2026年9月11日
2026年9月13日 10:00更新
妙高市赤倉で窯を構えて21年になる陶芸家の栗山像心さん。創作意欲の源は、子どものころから親しんできた身近な自然です。地元の土にこだわり、独自の「越後焼」を追求する 栗山さんの創作に迫ります。
一点を見つめる鋭いまなざし、そして指先から生み出される器。
制作しているのは妙高市赤倉で窯を構えて21年になる陶芸家、栗山像心さん44歳です。新潟市生まれの栗山さんは、小学3年生の時に自然豊かな赤倉に移り住みました。
大学で陶芸を学び、在学中から地元の陶芸展で最高賞を受賞するなど才能を発揮。卒業と同時に自宅で窯を開き、現在は全国の百貨店で個展を開くなど若手陶芸家として活躍しています。

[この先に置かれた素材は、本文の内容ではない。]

//! `capgrab` CLI - list and download YouTube caption tracks

mod cmd;

use std::path::PathBuf;

use anyhow::Result;
use clap::{Parser, Subcommand};
use tracing_subscriber::{EnvFilter, FmtSubscriber};

#[derive(Parser)]
#[command(name = "capgrab")]
#[command(about = "Discover YouTube caption tracks and download them as SubRip")]
#[command(version)]
struct Cli {
    /// Path to config.toml (default: ~/.config/capgrab/config.toml)
    #[arg(long, global = true, value_name = "PATH")]
    config: Option<PathBuf>,

    /// YouTube Data API key; selects API-key mode and skips the config file
    #[arg(long, global = true, env = "CAPGRAB_API_KEY", hide_env_values = true)]
    api_key: Option<String>,

    /// Enable debug logging on stderr
    #[arg(short, long, global = true)]
    verbose: bool,

    #[command(subcommand)]
    command: Commands,
}

#[derive(Subcommand)]
enum Commands {
    /// List the caption tracks of a video
    Tracks {
        /// YouTube video URL
        url: String,

        /// Print the tracks as JSON
        #[arg(long)]
        json: bool,
    },

    /// Download a caption track as SubRip (.srt)
    Download {
        /// YouTube video URL
        url: String,

        /// Track to download: 1-based position or track id (default: first)
        #[arg(short, long)]
        track: Option<String>,

        /// Output file, or '-' for stdout (default: captions.srt)
        #[arg(short, long)]
        output: Option<PathBuf>,
    },

    /// Run the OAuth2 authorization step and show the granted scopes
    Auth,

    /// Interactive session: enter URLs, pick tracks, save captions
    Run,
}

#[tokio::main]
async fn main() -> Result<()> {
    let cli = Cli::parse();

    // Initialize logging
    let level = if cli.verbose { "debug" } else { "warn" };
    FmtSubscriber::builder()
        .with_env_filter(EnvFilter::try_from_default_env().unwrap_or_else(|_| EnvFilter::new(level)))
        .with_writer(std::io::stderr)
        .with_target(false)
        .compact()
        .init();

    let mut session = cmd::open_session(cli.config.as_deref(), cli.api_key)?;

    match cli.command {
        Commands::Tracks { url, json } => {
            cmd::cmd_tracks(&mut session, &url, json).await?;
        }
        Commands::Download { url, track, output } => {
            cmd::cmd_download(&mut session, &url, track.as_deref(), output.as_deref()).await?;
        }
        Commands::Auth => {
            cmd::cmd_auth(&mut session).await?;
        }
        Commands::Run => {
            cmd::cmd_run(&mut session).await?;
        }
    }

    Ok(())
}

そんな栗山さんの創作の原点は子どものころから親しんできたふるさの自然です。
栗山像心さん
「赤倉で過ごしているからこそ感じる自然の美しさに触れて作品に表現できることはありがたい環境だ」
栗山さんの作品「越後氷青」です。
「白銀と呼ばれる美しさ。凍り付いた時の青白い表情。雪にはいろいろな表情がある。そこを器に表現しました」
一方、 こちらは「越後万緑」です。
「全国各地の個展から帰ってきて高速道路から見る山の緑の深さに心惹かれる。針葉樹の深い森を表現した作品です」
栗山さんの作品は、恩師から「越後焼」と名付けられました。その名の通り越後の土を使い越後の窯で焼き上げます。

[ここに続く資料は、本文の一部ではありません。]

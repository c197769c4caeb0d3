//! OAuth2 authorization-code negotiation.
//!
//! [`AuthorizationNegotiator`] walks `NotStarted -> AwaitingCode ->
//! Completed`. Waiting for the user to paste a code is not a blocking call:
//! [`AuthorizationNegotiator::begin`] returns the URL to visit and the
//! caller re-enters with [`AuthorizationNegotiator::exchange`] once the code
//! arrives. A failed exchange leaves the negotiator waiting so the user can
//! retry with a fresh code.

use async_trait::async_trait;
use chrono::Utc;
use reqwest::{Client, Request};
use serde::Deserialize;
use tracing::{debug, info, instrument, warn};
use url::Url;
use uuid::Uuid;

use crate::config::OAuthClientConfig;
use crate::credential::{CredentialStore, OAuthBundle};
use crate::error::{CaptionError, Result};

/// Successful token endpoint response.
#[derive(Debug, Clone, Deserialize)]
pub struct TokenResponse {
    pub access_token: String,
    #[serde(default)]
    pub refresh_token: Option<String>,
    #[serde(default)]
    pub token_type: Option<String>,
    /// Space-separated granted scopes.
    #[serde(default)]
    pub scope: Option<String>,
}

/// Performs the code-for-token call against the token endpoint.
#[async_trait]
pub trait TokenExchanger: Send + Sync {
    async fn exchange_code(&self, client: &OAuthClientConfig, code: &str) -> Result<TokenResponse>;
}

/// Token exchange over HTTP (`application/x-www-form-urlencoded` POST).
#[derive(Debug)]
pub struct HttpTokenExchanger {
    client: Client,
}

impl HttpTokenExchanger {
    #[must_use]
    pub fn new(client: Client) -> Self {
        Self { client }
    }

    /// Build the authorization-code grant request for `code`.
    pub fn token_request(&self, client: &OAuthClientConfig, code: &str) -> Result<Request> {
        let params = [
            ("grant_type", "authorization_code"),
            ("code", code),
            ("redirect_uri", client.redirect_uri.as_str()),
            ("client_id", client.client_id.as_str()),
            ("client_secret", client.client_secret.as_str()),
        ];

        self.client
            .post(&client.token_uri)
            .form(&params)
            .build()
            .map_err(|e| {
                CaptionError::config(format!("invalid token_uri '{}': {e}", client.token_uri))
            })
    }
}

#[derive(Debug, Deserialize)]
struct TokenErrorResponse {
    error: String,
    #[serde(default)]
    error_description: Option<String>,
}

#[async_trait]
impl TokenExchanger for HttpTokenExchanger {
    #[instrument(skip(self, client, code), fields(token_uri = %client.token_uri))]
    async fn exchange_code(&self, client: &OAuthClientConfig, code: &str) -> Result<TokenResponse> {
        let request = self.token_request(client, code)?;
        let response = self
            .client
            .execute(request)
            .await
            .map_err(|e| CaptionError::Exchange(format!("token endpoint unreachable: {e}")))?;

        let status = response.status();
        let body = response
            .text()
            .await
            .map_err(|e| CaptionError::Exchange(format!("failed to read token response: {e}")))?;
        debug!(status = %status, "Token endpoint responded");

        parse_token_response(status.as_u16(), &body)
    }
}

/// Interpret a token endpoint reply.
fn parse_token_response(status: u16, body: &str) -> Result<TokenResponse> {
    if !(200..300).contains(&status) {
        let detail = match serde_json::from_str::<TokenErrorResponse>(body) {
            Ok(err) => match err.error_description {
                Some(desc) => format!("{} ({desc})", err.error),
                None => err.error,
            },
            Err(_) => body.trim().to_string(),
        };
        return Err(CaptionError::Exchange(format!("HTTP {status}: {detail}")));
    }

    let token: TokenResponse = serde_json::from_str(body)
        .map_err(|e| CaptionError::Exchange(format!("malformed token response: {e}")))?;
    if token.access_token.is_empty() {
        return Err(CaptionError::Exchange("token response has no access_token".into()));
    }
    Ok(token)
}

/// Nonce tying an authorization URL to its code exchange.
#[derive(Debug, Clone, PartialEq, Eq)]
pub struct AuthorizationState {
    nonce: String,
}

impl AuthorizationState {
    fn generate() -> Self {
        Self {
            nonce: Uuid::new_v4().simple().to_string(),
        }
    }

    #[must_use]
    pub fn nonce(&self) -> &str {
        &self.nonce
    }
}

#[derive(Debug, Clone, PartialEq, Eq)]
enum Phase {
    NotStarted,
    AwaitingCode { state: AuthorizationState, url: String },
    Completed,
}

/// Coarse view of the negotiation progress.
#[derive(Debug, Clone, Copy, PartialEq, Eq)]
pub enum NegotiationStatus {
    NotStarted,
    AwaitingCode,
    Completed,
}

/// Drives one authorization-code grant to completion.
#[derive(Debug)]
pub struct AuthorizationNegotiator {
    client: OAuthClientConfig,
    phase: Phase,
}

impl AuthorizationNegotiator {
    #[must_use]
    pub fn new(client: OAuthClientConfig) -> Self {
        Self {
            client,
            phase: Phase::NotStarted,
        }
    }

    #[must_use]
    pub fn status(&self) -> NegotiationStatus {
        match self.phase {
            Phase::NotStarted => NegotiationStatus::NotStarted,
            Phase::AwaitingCode { .. } => NegotiationStatus::AwaitingCode,
            Phase::Completed => NegotiationStatus::Completed,
        }
    }

    /// Build the authorization URL and start waiting for a code.
    ///
    /// Repeated calls while waiting return the same URL.
    pub fn begin(&mut self) -> Result<String> {
        match &self.phase {
            Phase::AwaitingCode { url, .. } => return Ok(url.clone()),
            Phase::Completed => {
                return Err(CaptionError::config("authorization already completed"));
            }
            Phase::NotStarted => {}
        }

        self.client.validate()?;
        let state = AuthorizationState::generate();
        let url = authorization_url(&self.client, &state)?;
        info!("Authorization URL issued");

        self.phase = Phase::AwaitingCode {
            state,
            url: url.clone(),
        };
        Ok(url)
    }

    /// Exchange a user-supplied code for tokens and hand them to `store`.
    ///
    /// `input` may be the bare code or the full redirect URL the browser
    /// landed on; in the latter case its `state` must match the issued one.
    pub async fn exchange(
        &mut self,
        input: &str,
        exchanger: &dyn TokenExchanger,
        store: &mut CredentialStore,
    ) -> Result<()> {
        let expected = match &self.phase {
            Phase::NotStarted => {
                return Err(CaptionError::config(
                    "no authorization URL has been issued yet",
                ));
            }
            Phase::Completed => {
                return Err(CaptionError::config("authorization already completed"));
            }
            Phase::AwaitingCode { state, .. } => state.clone(),
        };

        let code = extract_code(input, &expected)?;
        let token = match exchanger.exchange_code(&self.client, &code).await {
            Ok(token) => token,
            Err(e) => {
                warn!("Authorization code exchange failed");
                return Err(e);
            }
        };

        let scopes = token.scope.as_deref().map_or_else(
            || self.client.scopes.clone(),
            |s| s.split_whitespace().map(str::to_string).collect(),
        );
        let bundle = OAuthBundle {
            access_token: token.access_token,
            refresh_token: token.refresh_token,
            token_type: token.token_type.unwrap_or_else(|| "Bearer".to_string()),
            token_uri: self.client.token_uri.clone(),
            client_id: self.client.client_id.clone(),
            client_secret: self.client.client_secret.clone(),
            scopes,
            obtained_at: Utc::now(),
        };

        store.set_oauth_bundle(bundle)?;
        self.phase = Phase::Completed;
        info!("Authorization completed");
        Ok(())
    }
}

fn authorization_url(client: &OAuthClientConfig, state: &AuthorizationState) -> Result<String> {
    let mut url = Url::parse(&client.auth_uri).map_err(|e| {
        CaptionError::config(format!("invalid auth_uri '{}': {e}", client.auth_uri))
    })?;

    url.query_pairs_mut()
        .append_pair("response_type", "code")
        .append_pair("client_id", &client.client_id)
        .append_pair("redirect_uri", &client.redirect_uri)
        .append_pair("scope", &client.scopes.join(" "))
        .append_pair("state", state.nonce())
        .append_pair("access_type", "offline")
        .append_pair("include_granted_scopes", "true");

    Ok(url.into())
}

fn extract_code(input: &str, expected: &AuthorizationState) -> Result<String> {
    let input = input.trim();
    if input.is_empty() {
        return Err(CaptionError::input("authorization code is empty"));
    }

    let Ok(redirect) = Url::parse(input) else {
        return Ok(input.to_string());
    };
    if !matches!(redirect.scheme(), "http" | "https") {
        return Ok(input.to_string());
    }

    let mut code = None;
    let mut state = None;
    for (key, value) in redirect.query_pairs() {
        match &*key {
            "code" => code = Some(value.into_owned()),
            "state" => state = Some(value.into_owned()),
            "error" => {
                return Err(CaptionError::Exchange(format!("authorization denied: {value}")));
            }
            _ => {}
        }
    }

    if state.as_deref() != Some(expected.nonce()) {
        return Err(CaptionError::Exchange(
            "redirect state does not match the issued authorization request".into(),
        ));
    }
    code.filter(|c| !c.is_empty())
        .ok_or_else(|| CaptionError::input("redirect URL carries no code"))
}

地元の素材にこだわるのは、「本物の焼き物」を追及したいという思いからです。
栗山像心さん
「妙高市内の粘土、釉薬で制作している。自分で採取して薪の力で焼くからこそ。それが本物の焼き物の本質だと思う」
焼き物の世界は奥が深く、60代でも新人と呼ばれるほどです。栗山さんはさらに理想の表現を追い求めています。
「誰が見ても『新潟の焼き物』と感じてもらえるものを試行錯誤している。50歳、60歳となったときに栗山像心『越後焼』を構築していきたい」
身近な自然を地元の土で表現する。栗山さんの挑戦はこれからも続きます。